The Air Force needs an additional $20 billion a year to buy major new aircraft and other systems at a more efficient rate and to cover the growing cost of health care, Air Force Secretary Michael Wynne said Monday.
After cutting 40,000 personnel, "we cannot see our way clear for further reductions in our warfighting force," Wynne told reporters at an Air Force Association forum.
In fact, because of plans to increase the number of Army combat brigades, they may need to add personnel to supply the combat controllers and other airmen normally assigned to support those ground units, added Gen. Michael Moseley, the Air Force chief of staff.
Air Force officials have complained increasingly that the high cost of maintaining and equipping the Army and Marine Corps forces in Iraq and Afghanistan and expanding those ground forces are taking funds they need.
Their studies indicate "we need $20 billion a year, which would allow us to buy at more economical rates," Wynne said. In addition, the secretary said, the Air Force needs to retire some of its oldest aircraft, which are becoming increasingly expensive to maintain, and to achieve "some other efficiencies."
Moseley also voiced concern over the aging of the air fleet, pleading again for Congress to "give us the freedom to manage our inventory and lift the restrictions on retirements."
Members of Congress concerned with losing jobs at air bases they represent have prevented the Air Force from retiring some of its oldest aircraft, including B-52s, C-130s and the original model of the giant C-5 transports.
Instead, Congress has ordered the Air Force to conduct a test program of the cost-effectiveness of an extensive modernization of the C-5As, which have very low availability rates.
Advocates of the C-5, including Sens.

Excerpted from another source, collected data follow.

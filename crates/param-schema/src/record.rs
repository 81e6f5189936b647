//! Persisted run records.
//!
//! A run record is the flat JSON document written next to every measurement:
//! a value tree (no descriptor wrappers) with a fixed top-level shape plus
//! whatever ad hoc keys external tools have attached. The record itself
//! stores plain values; the catalog re-attaches metadata on demand.

use std::fs;
use std::path::Path;

use log::warn;
use serde::{Deserialize, Serialize};
use serde_json::{json, Map, Value};
use thiserror::Error;

use labrig_param_tree as param_tree;

use crate::catalog;
use crate::node::Node;

/// Version tag written into every record, bumped when the catalog shape
/// changes incompatibly. External reformatting scripts key off it.
pub const PARAMETERS_FORMAT_VERSION: i64 = 4;

#[derive(Debug, Error)]
pub enum RecordError {
    #[error("record io failed: {0}")]
    Io(#[from] std::io::Error),
    #[error("record parse failed: {0}")]
    Json(#[from] serde_json::Error),
    #[error("unknown procedure: {0}")]
    UnknownProcedure(String),
    #[error("format version {found} not supported (current is {current})")]
    FormatVersion { found: i64, current: i64 },
}

/// A saved experiment parameter record.
#[derive(Debug, Clone, PartialEq, Serialize, Deserialize)]
pub struct RunRecord {
    #[serde(rename = "runType")]
    pub run_type: String,
    #[serde(rename = "Identifiers")]
    pub identifiers: Value,
    #[serde(rename = "runConfigs")]
    pub run_configs: Value,
    #[serde(rename = "MeasurementSystem")]
    pub measurement_system: Value,
    #[serde(rename = "ParametersFormatVersion")]
    pub parameters_format_version: i64,
    /// Ad hoc top-level keys, preserved verbatim.
    #[serde(flatten)]
    pub extras: Map<String, Value>,
}

impl RunRecord {
    /// Builds a fresh record for one procedure, seeded from catalog
    /// defaults.
    pub fn new(run_type: &str) -> Result<RunRecord, RecordError> {
        if !catalog::procedure_names().iter().any(|name| name == run_type) {
            return Err(RecordError::UnknownProcedure(run_type.to_string()));
        }
        let defaults = catalog::defaults();
        let mut run_configs = Map::new();
        run_configs.insert(run_type.to_string(), defaults["runConfigs"][run_type].clone());
        Ok(RunRecord {
            run_type: run_type.to_string(),
            identifiers: defaults["Identifiers"].clone(),
            run_configs: Value::Object(run_configs),
            measurement_system: defaults["MeasurementSystem"].clone(),
            parameters_format_version: PARAMETERS_FORMAT_VERSION,
            extras: Map::new(),
        })
    }

    pub fn from_value(value: Value) -> Result<RunRecord, RecordError> {
        Ok(serde_json::from_value(value)?)
    }

    pub fn from_json_str(raw: &str) -> Result<RunRecord, RecordError> {
        Ok(serde_json::from_str(raw)?)
    }

    /// Reads a record from disk. A stale format version loads fine (external
    /// scripts reformat on their own schedule) but is logged.
    pub fn load(path: impl AsRef<Path>) -> Result<RunRecord, RecordError> {
        let raw = fs::read_to_string(path)?;
        let record = RunRecord::from_json_str(&raw)?;
        if record.needs_reformat() {
            warn!(
                "run record has format version {}, current is {}",
                record.parameters_format_version, PARAMETERS_FORMAT_VERSION
            );
        }
        Ok(record)
    }

    pub fn save(&self, path: impl AsRef<Path>) -> Result<(), RecordError> {
        fs::write(path, self.to_json_string_pretty()?)?;
        Ok(())
    }

    /// The record as a plain value tree, extras included.
    pub fn to_value(&self) -> Value {
        let mut map = Map::new();
        map.insert("runType".to_string(), Value::String(self.run_type.clone()));
        map.insert("Identifiers".to_string(), self.identifiers.clone());
        map.insert("runConfigs".to_string(), self.run_configs.clone());
        map.insert(
            "MeasurementSystem".to_string(),
            self.measurement_system.clone(),
        );
        map.insert(
            "ParametersFormatVersion".to_string(),
            json!(self.parameters_format_version),
        );
        for (key, value) in &self.extras {
            map.insert(key.clone(), value.clone());
        }
        Value::Object(map)
    }

    pub fn to_json_string(&self) -> Result<String, RecordError> {
        Ok(serde_json::to_string(self)?)
    }

    pub fn to_json_string_pretty(&self) -> Result<String, RecordError> {
        Ok(serde_json::to_string_pretty(self)?)
    }

    /// True when the record was written under an older catalog shape.
    pub fn needs_reformat(&self) -> bool {
        self.parameters_format_version != PARAMETERS_FORMAT_VERSION
    }

    /// Checks the record against the catalog: the procedure must exist and
    /// the format version must be current.
    pub fn validate(&self) -> Result<(), RecordError> {
        if !catalog::procedure_names().iter().any(|name| name == &self.run_type) {
            return Err(RecordError::UnknownProcedure(self.run_type.clone()));
        }
        if self.needs_reformat() {
            return Err(RecordError::FormatVersion {
                found: self.parameters_format_version,
                current: PARAMETERS_FORMAT_VERSION,
            });
        }
        Ok(())
    }

    /// The full parameter set for this run: catalog defaults with the
    /// record's values merged on top.
    pub fn resolved_parameters(&self) -> Value {
        param_tree::merge_layers(vec![catalog::defaults(), self.to_value()])
    }

    /// Re-attaches catalog metadata around the record's values, shaped by
    /// the record (keys the record does not carry are absent).
    pub fn hydrated(&self) -> Node {
        catalog::canonical().hydrate(&self.to_value())
    }

    /// The whole catalog with the record's values written through to the
    /// matching descriptors' defaults.
    pub fn resolved_schema(&self) -> Node {
        catalog::canonical().merge_overrides(&self.to_value())
    }

    /// Dot-paths of essential parameters the record does not supply.
    ///
    /// Only the active procedure's parameters are considered; essentials of
    /// other procedures are not required for this run. The check is for key
    /// presence, so an empty string counts as supplied.
    pub fn missing_essentials(&self) -> Vec<String> {
        let record = self.to_value();
        let run_prefix = format!("runConfigs.{}.", self.run_type);
        let mut missing = Vec::new();
        for path in catalog::essentials().leaf_paths() {
            if path.starts_with("runConfigs.") && !path.starts_with(&run_prefix) {
                continue;
            }
            if lookup(&record, &path).is_none() {
                missing.push(path);
            }
        }
        missing
    }
}

fn lookup<'a>(tree: &'a Value, path: &str) -> Option<&'a Value> {
    let mut node = tree;
    for part in path.split('.') {
        node = node.as_object()?.get(part)?;
    }
    Some(node)
}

Thomas Carper, D-Del., and Edward Kennedy, D-Mass., have accused the Air Force of trying to undermine that effort by encouraging Boeing to continue buying long-lead items for additional C-17 transports, which could replace the Galaxies.

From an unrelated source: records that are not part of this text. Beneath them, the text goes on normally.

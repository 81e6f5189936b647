//! labrig-param-tree - Parameter tree primitives for measurement configuration
//!
//! This crate provides the untyped layer of the labrig parameter engine: pure
//! functions over `serde_json::Value` trees that extract default values from a
//! parameter schema, deep-merge override layers, hydrate a schema from plain
//! values, and filter a schema down to marked subtrees.
//!
//! A parameter schema is an ordinary JSON object. Any sub-object that carries
//! a `default` key is a leaf descriptor; every other object is a branch whose
//! entries are child parameters. Leaf descriptors hold metadata next to the
//! default (`type`, `units`, `essential`, ...), and the functions here are
//! careful to keep that metadata intact while values flow through.

pub mod defaults;
pub mod filter;
pub mod merge;

// Re-exports for convenience
pub use defaults::{extract_defaults, intersection_defaults, merge_defaults, DEFAULT_KEY, IGNORE_KEY};
pub use filter::{eventually_includes, must_include};
pub use merge::{merge, merge_layers};
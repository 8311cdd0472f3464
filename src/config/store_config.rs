// ==========================================
// 井资产只读仓储 - 仓储配置
// ==========================================
// 来源: 环境变量 / JSON 文本 / 代码默认值
// 校验: 只在构造期进行, 失败返回 InvalidConfiguration
// ==========================================

use crate::repository::error::{StoreError, StoreResult};
use serde::{Deserialize, Serialize};

/// 默认 busy_timeout（毫秒）
pub const DEFAULT_BUSY_TIMEOUT_MS: u64 = 5_000;

/// 默认慢 SQL 阈值（毫秒）, 0 表示关闭慢 SQL 日志
pub const DEFAULT_SLOW_SQL_MS: u64 = 200;

/// 环境变量名
pub mod env_keys {
    pub const DB_PATH: &str = "WELL_STORE_DB_PATH";
    pub const BUSY_TIMEOUT_MS: &str = "WELL_STORE_BUSY_TIMEOUT_MS";
    pub const SLOW_SQL_MS: &str = "WELL_STORE_SLOW_SQL_MS";
    pub const WAL_JOURNAL: &str = "WELL_STORE_WAL_JOURNAL";
}

/// 仓储配置
#[derive(Debug, Clone, PartialEq, Eq, Serialize, Deserialize)]
pub struct StoreConfig {
    /// SQLite 数据库文件路径
    pub db_path: String,

    /// 每个连接的 busy_timeout（毫秒）
    #[serde(default = "default_busy_timeout_ms")]
    pub busy_timeout_ms: u64,

    /// 慢 SQL 阈值（毫秒）
    #[serde(default = "default_slow_sql_ms")]
    pub slow_sql_ms: u64,

    /// 首次获取会话时把库切到 WAL 日志模式, 报表读取不再被写事务阻塞
    #[serde(default = "default_true")]
    pub wal_journal: bool,
}

fn default_busy_timeout_ms() -> u64 {
    DEFAULT_BUSY_TIMEOUT_MS
}

fn default_slow_sql_ms() -> u64 {
    DEFAULT_SLOW_SQL_MS
}

fn default_true() -> bool {
    true
}

fn is_true(v: &str) -> bool {
    matches!(
        v.trim().to_lowercase().as_str(),
        "1" | "true" | "yes" | "y" | "on"
    )
}

impl StoreConfig {
    /// 以默认参数创建配置
    pub fn new(db_path: impl Into<String>) -> Self {
        Self {
            db_path: db_path.into(),
            busy_timeout_ms: DEFAULT_BUSY_TIMEOUT_MS,
            slow_sql_ms: DEFAULT_SLOW_SQL_MS,
            wal_journal: true,
        }
    }

    /// 从环境变量加载配置
    ///
    /// # 环境变量
    /// - `WELL_STORE_DB_PATH`: 数据库路径（必填）
    /// - `WELL_STORE_BUSY_TIMEOUT_MS`: busy_timeout（默认 5000）
    /// - `WELL_STORE_SLOW_SQL_MS`: 慢 SQL 阈值（默认 200）
    /// - `WELL_STORE_WAL_JOURNAL`: WAL 日志模式开关（默认开启）
    pub fn from_env() -> StoreResult<Self> {
        let db_path = std::env::var(env_keys::DB_PATH).map_err(|_| {
            StoreError::InvalidConfiguration(format!("缺少环境变量 {}", env_keys::DB_PATH))
        })?;

        let mut config = Self::new(db_path);

        if let Some(ms) = read_env_u64(env_keys::BUSY_TIMEOUT_MS)? {
            config.busy_timeout_ms = ms;
        }
        if let Some(ms) = read_env_u64(env_keys::SLOW_SQL_MS)? {
            config.slow_sql_ms = ms;
        }
        if let Ok(v) = std::env::var(env_keys::WAL_JOURNAL) {
            config.wal_journal = is_true(&v);
        }

        config.validate()?;
        Ok(config)
    }

    /// 从 JSON 文本加载配置
    pub fn from_json_str(raw: &str) -> StoreResult<Self> {
        let config: StoreConfig = serde_json::from_str(raw)
            .map_err(|e| StoreError::InvalidConfiguration(format!("配置 JSON 解析失败: {}", e)))?;
        config.validate()?;
        Ok(config)
    }

    /// 校验配置
    pub fn validate(&self) -> StoreResult<()> {
        if self.db_path.trim().is_empty() {
            return Err(StoreError::InvalidConfiguration(
                "db_path 不能为空".to_string(),
            ));
        }
        Ok(())
    }
}

fn read_env_u64(key: &str) -> StoreResult<Option<u64>> {
    match std::env::var(key) {
        Ok(v) => v.trim().parse::<u64>().map(Some).map_err(|_| {
            StoreError::InvalidConfiguration(format!("{} 不是合法的整数: {}", key, v))
        }),
        Err(_) => Ok(None),
    }
}

#[cfg(test)]
mod tests {
    use super::*;

    #[test]
    fn test_new_uses_defaults() {
        let config = StoreConfig::new("/tmp/wells.db");
        assert_eq!(config.busy_timeout_ms, DEFAULT_BUSY_TIMEOUT_MS);
        assert_eq!(config.slow_sql_ms, DEFAULT_SLOW_SQL_MS);
        assert!(config.wal_journal);
        assert!(config.validate().is_ok());
    }

    #[test]
    fn test_from_json_fills_defaults() {
        let config = StoreConfig::from_json_str(r#"{"db_path": "wells.db", "slow_sql_ms": 0}"#)
            .unwrap();
        assert_eq!(config.db_path, "wells.db");
        assert_eq!(config.slow_sql_ms, 0);
        assert_eq!(config.busy_timeout_ms, DEFAULT_BUSY_TIMEOUT_MS);
        assert!(config.wal_journal);
    }

    #[test]
    fn test_empty_path_is_invalid() {
        let err = StoreConfig::from_json_str(r#"{"db_path": "  "}"#).unwrap_err();
        assert!(matches!(err, StoreError::InvalidConfiguration(_)));
    }

    #[test]
    fn test_malformed_json_is_invalid() {
        let err = StoreConfig::from_json_str("{not json").unwrap_err();
        assert!(matches!(err, StoreError::InvalidConfiguration(_)));
    }

    #[test]
    fn test_is_true() {
        assert!(is_true(" Yes "));
        assert!(is_true("1"));
        assert!(!is_true("off"));
    }
}
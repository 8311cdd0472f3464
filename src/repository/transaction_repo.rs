// ==========================================
// 井资产只读仓储 - 事务存在性检查
// ==========================================
// 对齐: transactions 表
// 隔离: 使用 Standard 会话（结果可能决定后续写入, 不允许脏读）
// ==========================================

use crate::repository::context::StoreContext;
use crate::repository::error::StoreResult;
use crate::session::SessionVariant;
use rusqlite::params;

pub const OP_TRANSACTION_ID_EXISTS: &str = "TransactionIdExists";

#[derive(Debug, Clone)]
pub struct TransactionRepository {
    ctx: StoreContext,
}

impl TransactionRepository {
    pub fn new(ctx: StoreContext) -> Self {
        Self { ctx }
    }

    /// 检查事务 ID 是否存在
    pub fn transaction_id_exists(&self, transaction_id: i64, correlation_id: &str) -> StoreResult<bool> {
        let _scope = self.ctx.begin(OP_TRANSACTION_ID_EXISTS, correlation_id);
        let session = self.ctx.acquire(SessionVariant::Standard)?;

        let exists: bool = session.conn().query_row(
            "SELECT EXISTS (SELECT 1 FROM transactions WHERE transaction_id = ?1)",
            params![transaction_id],
            |row| row.get(0),
        )?;
        session.release();

        Ok(exists)
    }
}

#[cfg(test)]
mod tests {
    use super::*;
    use crate::test_support::TestDb;
    use crate::tracer::TracePhase;

    #[test]
    fn test_transaction_id_exists() {
        let db = TestDb::new();
        db.seed("INSERT INTO transactions (transaction_id, node_id) VALUES (42, 'Well-01');");
        let (ctx, tracer) = db.context();
        let repo = TransactionRepository::new(ctx);

        assert!(repo.transaction_id_exists(42, "c1").unwrap());
        assert!(!repo.transaction_id_exists(500, "c2").unwrap());
        assert_eq!(tracer.phases_for("c2"), vec![TracePhase::Start, TracePhase::Finish]);
    }
}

But Wynne and Moseley said there was a wide disparity in the estimated cost of the C-5 program between Air Force officials and Lockheed Martin Corp., which built the Galaxies.
Moseley said estimates have run as high as $17 billion to update 100 of the oldest C-5s.Wynne said if the program improved availability by 10 percent, it would amount to gaining 10 airplanes. At $17 billion, "those are expensive airplanes," he said.

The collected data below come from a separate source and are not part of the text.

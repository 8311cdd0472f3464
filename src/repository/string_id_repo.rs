// ==========================================
// 井资产只读仓储 - 字符串标识仓储
// ==========================================
// 对齐: string_ids 表, 全量读取, 按名称升序
// ==========================================

use crate::domain::StringIdModel;
use crate::repository::context::StoreContext;
use crate::repository::error::StoreResult;
use crate::session::SessionVariant;
use rusqlite::{Connection, Result as SqliteResult};

pub const OP_GET_STRING_IDS: &str = "GetStringIds";

#[derive(Debug, Clone)]
pub struct StringIdRepository {
    ctx: StoreContext,
}

impl StringIdRepository {
    pub fn new(ctx: StoreContext) -> Self {
        Self { ctx }
    }

    /// 查询全部字符串标识（按 string_name 升序, 同名按 string_id 升序）
    pub fn get_string_ids(&self, correlation_id: &str) -> StoreResult<Vec<StringIdModel>> {
        let _scope = self.ctx.begin(OP_GET_STRING_IDS, correlation_id);
        let session = self.ctx.acquire(SessionVariant::Reporting)?;

        let string_ids = query_string_ids(session.conn())?;
        session.release();

        Ok(string_ids)
    }
}

fn query_string_ids(conn: &Connection) -> SqliteResult<Vec<StringIdModel>> {
    let mut stmt = conn.prepare(
        r#"
        SELECT string_id, string_name, contact_list_id, responder_list_id
        FROM string_ids
        ORDER BY string_name ASC, string_id ASC
        "#,
    )?;

    let string_ids = stmt
        .query_map([], |row| {
            Ok(StringIdModel {
                string_id: row.get(0)?,
                string_name: row.get(1)?,
                contact_list_id: row.get(2)?,
                responder_list_id: row.get(3)?,
            })
        })?
        .collect::<SqliteResult<Vec<_>>>()?;

    Ok(string_ids)
}

#[cfg(test)]
mod tests {
    use super::*;
    use crate::test_support::TestDb;

    #[test]
    fn test_sorted_by_name() {
        let db = TestDb::new();
        db.seed(
            r#"
            INSERT INTO string_ids (string_id, string_name, contact_list_id, responder_list_id)
            VALUES (1, 'Pump Off', 10, NULL);
            INSERT INTO string_ids (string_id, string_name, contact_list_id, responder_list_id)
            VALUES (2, 'Comm Fail', NULL, 20);
            INSERT INTO string_ids (string_id, string_name, contact_list_id, responder_list_id)
            VALUES (3, 'High Load', 11, 21);
            "#,
        );
        let (ctx, _tracer) = db.context();
        let repo = StringIdRepository::new(ctx);

        let ids = repo.get_string_ids("c").unwrap();
        let names: Vec<&str> = ids.iter().map(|s| s.string_name.as_str()).collect();
        assert_eq!(names, vec!["Comm Fail", "High Load", "Pump Off"]);
        assert_eq!(ids[0].contact_list_id, None);
        assert_eq!(ids[0].responder_list_id, Some(20));
        assert_eq!(ids[2].contact_list_id, Some(10));
    }

    #[test]
    fn test_empty_table() {
        let db = TestDb::new();
        let (ctx, _tracer) = db.context();
        let repo = StringIdRepository::new(ctx);

        assert!(repo.get_string_ids("c").unwrap().is_empty());
    }
}
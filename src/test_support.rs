// ==========================================
// 单元测试公共工具
// ==========================================
// 临时文件 SQLite 库 + 测试 schema + 内存追踪器
// ==========================================

use crate::config::StoreConfig;
use crate::repository::context::StoreContext;
use crate::session::SqliteSessionProvider;
use crate::tracer::MemoryTracer;
use rusqlite::Connection;
use std::sync::Arc;
use tempfile::NamedTempFile;

pub const SCHEMA_SQL: &str = include_str!("../tests/fixtures/well_store_schema.sql");

pub struct TestDb {
    _temp_file: NamedTempFile,
    db_path: String,
}

impl TestDb {
    pub fn new() -> Self {
        let temp_file = NamedTempFile::new().unwrap();
        let db_path = temp_file.path().to_str().unwrap().to_string();

        let conn = Connection::open(&db_path).unwrap();
        conn.execute_batch(SCHEMA_SQL).unwrap();

        Self {
            _temp_file: temp_file,
            db_path,
        }
    }

    pub fn config(&self) -> StoreConfig {
        StoreConfig::new(self.db_path.clone())
    }

    /// 写入种子数据（使用独立连接, 写完即关闭）
    pub fn seed(&self, sql: &str) {
        let conn = Connection::open(&self.db_path).unwrap();
        conn.execute_batch(sql).unwrap();
    }

    /// 构造带内存追踪器的上下文
    pub fn context(&self) -> (StoreContext, Arc<MemoryTracer>) {
        let tracer = Arc::new(MemoryTracer::new());
        let provider = SqliteSessionProvider::new(self.config()).unwrap();
        let ctx = StoreContext::builder()
            .session_provider(Arc::new(provider))
            .tracer(tracer.clone())
            .build()
            .unwrap();
        (ctx, tracer)
    }
}
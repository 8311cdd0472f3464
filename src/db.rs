// ==========================================
// 井资产只读仓储 - SQLite 连接初始化
// ==========================================
// 目标:
// - 统一所有连接的打开方式与 PRAGMA, 按会话类型区分读写能力
// - WAL 日志模式: 报表读取读已提交快照, 不等待写锁
// - 统一 busy_timeout, 减少并发读写时的偶发 busy 错误
// - 可选安装慢 SQL 日志
// ==========================================

use crate::config::StoreConfig;
use crate::session::SessionVariant;
use rusqlite::{Connection, OpenFlags};
use std::sync::atomic::{AtomicU64, Ordering};
use std::time::Duration;

static SLOW_SQL_THRESHOLD_MS: AtomicU64 = AtomicU64::new(0);

/// 连接打开标志
///
/// 说明：
/// - 读写打开但不创建, 库文件不存在时直接失败
/// - Reporting 的只读约束由 query_only 保证; 只读打开的连接在 -shm 缺失时读不了 WAL 库
pub fn open_flags() -> OpenFlags {
    OpenFlags::SQLITE_OPEN_READ_WRITE | OpenFlags::SQLITE_OPEN_URI | OpenFlags::SQLITE_OPEN_NO_MUTEX
}

/// 配置 SQLite 连接的统一 PRAGMA
///
/// 说明：
/// - foreign_keys / busy_timeout 需要“每个连接”单独配置
/// - Reporting 连接设置 query_only, 拒绝任何写入
pub fn configure_sqlite_connection(
    conn: &Connection,
    variant: SessionVariant,
    config: &StoreConfig,
) -> rusqlite::Result<()> {
    conn.busy_timeout(Duration::from_millis(config.busy_timeout_ms))?;
    match variant {
        SessionVariant::Standard => {
            conn.execute_batch("PRAGMA foreign_keys = ON;")?;
        }
        SessionVariant::Reporting => {
            conn.execute_batch("PRAGMA query_only = ON;")?;
        }
    }
    Ok(())
}

/// 确保数据库处于 WAL 日志模式, 返回切换后的模式
///
/// WAL 下读事务读取最近一次提交的快照, 写事务（含 EXCLUSIVE）不会阻塞读取。
/// 模式写在库文件里, 已是 WAL 时不加锁直接返回。
pub fn ensure_wal_journal(conn: &Connection) -> rusqlite::Result<String> {
    let mode: String = conn.query_row("PRAGMA journal_mode", [], |row| row.get(0))?;
    if mode.eq_ignore_ascii_case("wal") {
        return Ok(mode);
    }

    let mode: String = conn.query_row("PRAGMA journal_mode = WAL", [], |row| row.get(0))?;
    if !mode.eq_ignore_ascii_case("wal") {
        tracing::warn!(
            target: "session",
            journal_mode = %mode,
            "无法切换到 WAL, 报表读取仍可能等待写锁"
        );
    }
    Ok(mode)
}

/// 打开 SQLite 连接并应用统一配置
pub fn open_sqlite_connection(
    variant: SessionVariant,
    config: &StoreConfig,
) -> rusqlite::Result<Connection> {
    let mut conn = Connection::open_with_flags(&config.db_path, open_flags())?;
    configure_sqlite_connection(&conn, variant, config)?;
    install_slow_sql_log(&mut conn, config.slow_sql_ms);
    Ok(conn)
}

fn truncate_sql(sql: &str, max_len: usize) -> String {
    let s = sql.trim().replace('\n', " ");
    if s.chars().count() <= max_len {
        return s;
    }
    let cut: String = s.chars().take(max_len).collect();
    format!("{}…", cut)
}

/// 安装慢 SQL 日志（阈值为 0 时只关闭本连接）
///
/// profile 回调是函数指针, 阈值只能放在进程级; 0 不写入, 其他配置的连接不受影响
pub fn install_slow_sql_log(conn: &mut Connection, slow_ms: u64) {
    if slow_ms == 0 {
        conn.profile(None);
        return;
    }
    SLOW_SQL_THRESHOLD_MS.store(slow_ms, Ordering::Relaxed);
    conn.profile(Some(sql_profile_callback));
}

fn sql_profile_callback(sql: &str, duration: Duration) {
    let threshold = SLOW_SQL_THRESHOLD_MS.load(Ordering::Relaxed);
    let ms = duration.as_millis() as u64;
    if threshold > 0 && ms >= threshold {
        tracing::warn!(
            target: "slow_sql",
            duration_ms = ms,
            sql = %truncate_sql(sql, 420),
            "slow sql"
        );
    }
}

Wynne also said the cost of the C-5 update has increased possibly as much as 25 percent, which would be a violation of the Nunn-McCurdy cost-control law and require a review by the Pentagon's acquisition office.
But the secretary said officials will abide by the law requiring the C-5 update, even though he indicated a preference to buy more C-17s -- which, although smaller, are more versatile and have a high availability rate. The House Armed Services Committee authorized buying 10 additional C-17s, but neither of the defense appropriations panels has provided the money in their fiscal 2008 spending bills.